» **WORK TO COMPLETE**: Could you retype all of the entries below word for word?

» **DATA FOR ANALYSIS**:
----
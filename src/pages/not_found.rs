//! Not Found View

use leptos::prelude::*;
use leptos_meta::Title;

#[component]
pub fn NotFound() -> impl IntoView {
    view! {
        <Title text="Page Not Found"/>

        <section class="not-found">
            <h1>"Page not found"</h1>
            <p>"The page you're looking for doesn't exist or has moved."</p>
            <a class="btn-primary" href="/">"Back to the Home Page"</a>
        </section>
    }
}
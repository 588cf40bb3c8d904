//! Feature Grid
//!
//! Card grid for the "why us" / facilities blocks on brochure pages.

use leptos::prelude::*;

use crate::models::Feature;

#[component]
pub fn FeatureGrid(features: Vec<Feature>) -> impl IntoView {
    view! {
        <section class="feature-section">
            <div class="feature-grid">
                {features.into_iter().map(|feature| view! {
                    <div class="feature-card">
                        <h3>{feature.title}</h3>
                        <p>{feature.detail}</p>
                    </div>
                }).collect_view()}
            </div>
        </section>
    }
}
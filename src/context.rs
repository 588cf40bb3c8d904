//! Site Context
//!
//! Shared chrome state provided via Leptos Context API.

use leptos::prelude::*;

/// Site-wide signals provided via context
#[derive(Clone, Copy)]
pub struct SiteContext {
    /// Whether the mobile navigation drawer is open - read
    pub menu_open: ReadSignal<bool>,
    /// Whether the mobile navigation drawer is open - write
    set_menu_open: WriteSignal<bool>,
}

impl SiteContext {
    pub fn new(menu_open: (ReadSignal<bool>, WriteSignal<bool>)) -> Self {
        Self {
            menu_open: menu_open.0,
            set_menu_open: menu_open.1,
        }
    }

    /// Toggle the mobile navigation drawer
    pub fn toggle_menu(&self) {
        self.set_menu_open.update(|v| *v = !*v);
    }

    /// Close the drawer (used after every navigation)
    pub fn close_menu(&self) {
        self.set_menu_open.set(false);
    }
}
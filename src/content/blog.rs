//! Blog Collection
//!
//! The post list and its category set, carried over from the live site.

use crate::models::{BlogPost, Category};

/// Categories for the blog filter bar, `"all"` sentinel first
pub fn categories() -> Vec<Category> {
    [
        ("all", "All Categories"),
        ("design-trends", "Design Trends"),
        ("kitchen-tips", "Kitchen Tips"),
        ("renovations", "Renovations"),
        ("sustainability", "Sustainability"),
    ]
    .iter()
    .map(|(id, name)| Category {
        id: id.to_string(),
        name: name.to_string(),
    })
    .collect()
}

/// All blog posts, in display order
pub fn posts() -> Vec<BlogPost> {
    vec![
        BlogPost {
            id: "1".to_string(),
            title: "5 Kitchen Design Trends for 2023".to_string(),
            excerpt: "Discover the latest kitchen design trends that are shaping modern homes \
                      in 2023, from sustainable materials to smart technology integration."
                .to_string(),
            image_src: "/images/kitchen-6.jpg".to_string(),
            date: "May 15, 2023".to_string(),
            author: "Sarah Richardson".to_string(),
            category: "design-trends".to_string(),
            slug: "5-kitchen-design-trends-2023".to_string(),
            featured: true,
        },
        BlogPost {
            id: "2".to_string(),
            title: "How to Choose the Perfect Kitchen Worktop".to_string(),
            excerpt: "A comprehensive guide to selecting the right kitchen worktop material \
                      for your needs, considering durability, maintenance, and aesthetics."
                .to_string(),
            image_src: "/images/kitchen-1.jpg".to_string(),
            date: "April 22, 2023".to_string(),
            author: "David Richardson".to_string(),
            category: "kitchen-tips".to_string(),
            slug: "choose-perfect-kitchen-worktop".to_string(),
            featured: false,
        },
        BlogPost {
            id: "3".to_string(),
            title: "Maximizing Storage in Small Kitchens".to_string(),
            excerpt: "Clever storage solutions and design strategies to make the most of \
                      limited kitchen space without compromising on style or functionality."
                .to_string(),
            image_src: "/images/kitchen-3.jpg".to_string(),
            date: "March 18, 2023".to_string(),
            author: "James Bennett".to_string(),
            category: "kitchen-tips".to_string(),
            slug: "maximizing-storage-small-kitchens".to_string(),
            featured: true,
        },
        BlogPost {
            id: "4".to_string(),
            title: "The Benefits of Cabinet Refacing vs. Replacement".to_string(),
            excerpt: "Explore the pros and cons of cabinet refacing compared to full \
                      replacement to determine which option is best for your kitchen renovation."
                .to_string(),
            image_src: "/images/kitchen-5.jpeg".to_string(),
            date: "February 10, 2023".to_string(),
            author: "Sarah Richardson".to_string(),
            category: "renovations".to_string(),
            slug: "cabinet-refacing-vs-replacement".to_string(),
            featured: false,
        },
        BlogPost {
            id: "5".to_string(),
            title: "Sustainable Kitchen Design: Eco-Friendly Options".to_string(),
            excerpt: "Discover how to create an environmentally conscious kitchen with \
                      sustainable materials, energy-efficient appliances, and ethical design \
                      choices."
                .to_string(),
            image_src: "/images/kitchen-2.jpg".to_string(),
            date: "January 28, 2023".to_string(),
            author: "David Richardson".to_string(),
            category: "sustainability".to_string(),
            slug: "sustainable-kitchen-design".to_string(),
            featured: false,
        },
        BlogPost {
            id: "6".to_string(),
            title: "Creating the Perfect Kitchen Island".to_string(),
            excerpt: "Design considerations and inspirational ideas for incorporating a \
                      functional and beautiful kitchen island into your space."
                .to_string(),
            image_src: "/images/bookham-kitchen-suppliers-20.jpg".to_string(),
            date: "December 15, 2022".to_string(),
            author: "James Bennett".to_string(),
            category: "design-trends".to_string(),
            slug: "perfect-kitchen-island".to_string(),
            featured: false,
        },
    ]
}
----
» **OUTPUT OF THE EXERCISE**:
filename src/pages/not_found.rs
//! Not Found View

use leptos::prelude::*;
use leptos_meta::Title;

#[component]
pub fn NotFound() -> impl IntoView {
    view! {
        <Title text="Page Not Found"/>

        <section class="not-found">
            <h1>"Page not found"</h1>
            <p>"The page you're looking for doesn't exist or has moved."</p>
            <a class="btn-primary" href="/">"Back to the Home Page"</a>
        </section>
    }
}
repository 588cf40bb3c8d904
//! Feature Grid
//!
//! Card grid for the "why us" / facilities blocks on brochure pages.

use leptos::prelude::*;

use crate::models::Feature;

#[component]
pub fn FeatureGrid(features: Vec<Feature>) -> impl IntoView {
    view! {
        <section class="feature-section">
            <div class="feature-grid">
                {features.into_iter().map(|feature| view! {
                    <div class="feature-card">
                        <h3>{feature.title}</h3>
                        <p>{feature.detail}</p>
                    </div>
                }).collect_view()}
            </div>
        </section>
    }
}
filename src/context.rs
repository 588cf40bb3c8d904
//! Site Context
//!
//! Shared chrome state provided via Leptos Context API.

use leptos::prelude::*;

/// Site-wide signals provided via context
#[derive(Clone, Copy)]
pub struct SiteContext {
    /// Whether the mobile navigation drawer is open - read
    pub menu_open: ReadSignal<bool>,
    /// Whether the mobile navigation drawer is open - write
    set_menu_open: WriteSignal<bool>,
}

impl SiteContext {
    pub fn new(menu_open: (ReadSignal<bool>, WriteSignal<bool>)) -> Self {
        Self {
            menu_open: menu_open.0,
            set_menu_open: menu_open.1,
        }
    }

    /// Toggle the mobile navigation drawer
    pub fn toggle_menu(&self) {
        self.set_menu_open.update(|v| *v = !*v);
    }

    /// Close the drawer (used after every navigation)
    pub fn close_menu(&self) {
        self.set_menu_open.set(false);
    }
}
filename src/content/blog.rs
//! Blog Collection
//!
//! The post list and its category set, carried over from the live site.

use crate::models::{BlogPost, Category};

/// Categories for the blog filter bar, `"all"` sentinel first
pub fn categories() -> Vec<Category> {
    [
        ("all", "All Categories"),
        ("design-trends", "Design Trends"),
        ("kitchen-tips", "Kitchen Tips"),
        ("renovations", "Renovations"),
        ("sustainability", "Sustainability"),
    ]
    .iter()
    .map(|(id, name)| Category {
        id: id.to_string(),
        name: name.to_string(),
    })
    .collect()
}

/// All blog posts, in display order
pub fn posts() -> Vec<BlogPost> {
    vec![
        BlogPost {
            id: "1".to_string(),
            title: "5 Kitchen Design Trends for 2023".to_string(),
            excerpt: "Discover the latest kitchen design trends that are shaping modern homes \
                      in 2023, from sustainable materials to smart technology integration."
                .to_string(),
            image_src: "/images/kitchen-6.jpg".to_string(),
            date: "May 15, 2023".to_string(),
            author: "Sarah Richardson".to_string(),
            category: "design-trends".to_string(),
            slug: "5-kitchen-design-trends-2023".to_string(),
            featured: true,
        },
        BlogPost {
            id: "2".to_string(),
            title: "How to Choose the Perfect Kitchen Worktop".to_string(),
            excerpt: "A comprehensive guide to selecting the right kitchen worktop material \
                      for your needs, considering durability, maintenance, and aesthetics."
                .to_string(),
            image_src: "/images/kitchen-1.jpg".to_string(),
            date: "April 22, 2023".to_string(),
            author: "David Richardson".to_string(),
            category: "kitchen-tips".to_string(),
            slug: "choose-perfect-kitchen-worktop".to_string(),
            featured: false,
        },
        BlogPost {
            id: "3".to_string(),
            title: "Maximizing Storage in Small Kitchens".to_string(),
            excerpt: "Clever storage solutions and design strategies to make the most of \
                      limited kitchen space without compromising on style or functionality."
                .to_string(),
            image_src: "/images/kitchen-3.jpg".to_string(),
            date: "March 18, 2023".to_string(),
            author: "James Bennett".to_string(),
            category: "kitchen-tips".to_string(),
            slug: "maximizing-storage-small-kitchens".to_string(),
            featured: true,
        },
        BlogPost {
            id: "4".to_string(),
            title: "The Benefits of Cabinet Refacing vs. Replacement".to_string(),
            excerpt: "Explore the pros and cons of cabinet refacing compared to full \
                      replacement to determine which option is best for your kitchen renovation."
                .to_string(),
            image_src: "/images/kitchen-5.jpeg".to_string(),
            date: "February 10, 2023".to_string(),
            author: "Sarah Richardson".to_string(),
            category: "renovations".to_string(),
            slug: "cabinet-refacing-vs-replacement".to_string(),
            featured: false,
        },
        BlogPost {
            id: "5".to_string(),
            title: "Sustainable Kitchen Design: Eco-Friendly Options".to_string(),
            excerpt: "Discover how to create an environmentally conscious kitchen with \
                      sustainable materials, energy-efficient appliances, and ethical design \
                      choices."
                .to_string(),
            image_src: "/images/kitchen-2.jpg".to_string(),
            date: "January 28, 2023".to_string(),
            author: "David Richardson".to_string(),
            category: "sustainability".to_string(),
            slug: "sustainable-kitchen-design".to_string(),
            featured: false,
        },
        BlogPost {
            id: "6".to_string(),
            title: "Creating the Perfect Kitchen Island".to_string(),
            excerpt: "Design considerations and inspirational ideas for incorporating a \
                      functional and beautiful kitchen island into your space."
                .to_string(),
            image_src: "/images/bookham-kitchen-suppliers-20.jpg".to_string(),
            date: "December 15, 2022".to_string(),
            author: "James Bennett".to_string(),
            category: "design-trends".to_string(),
            slug: "perfect-kitchen-island".to_string(),
            featured: false,
        },
    ]
}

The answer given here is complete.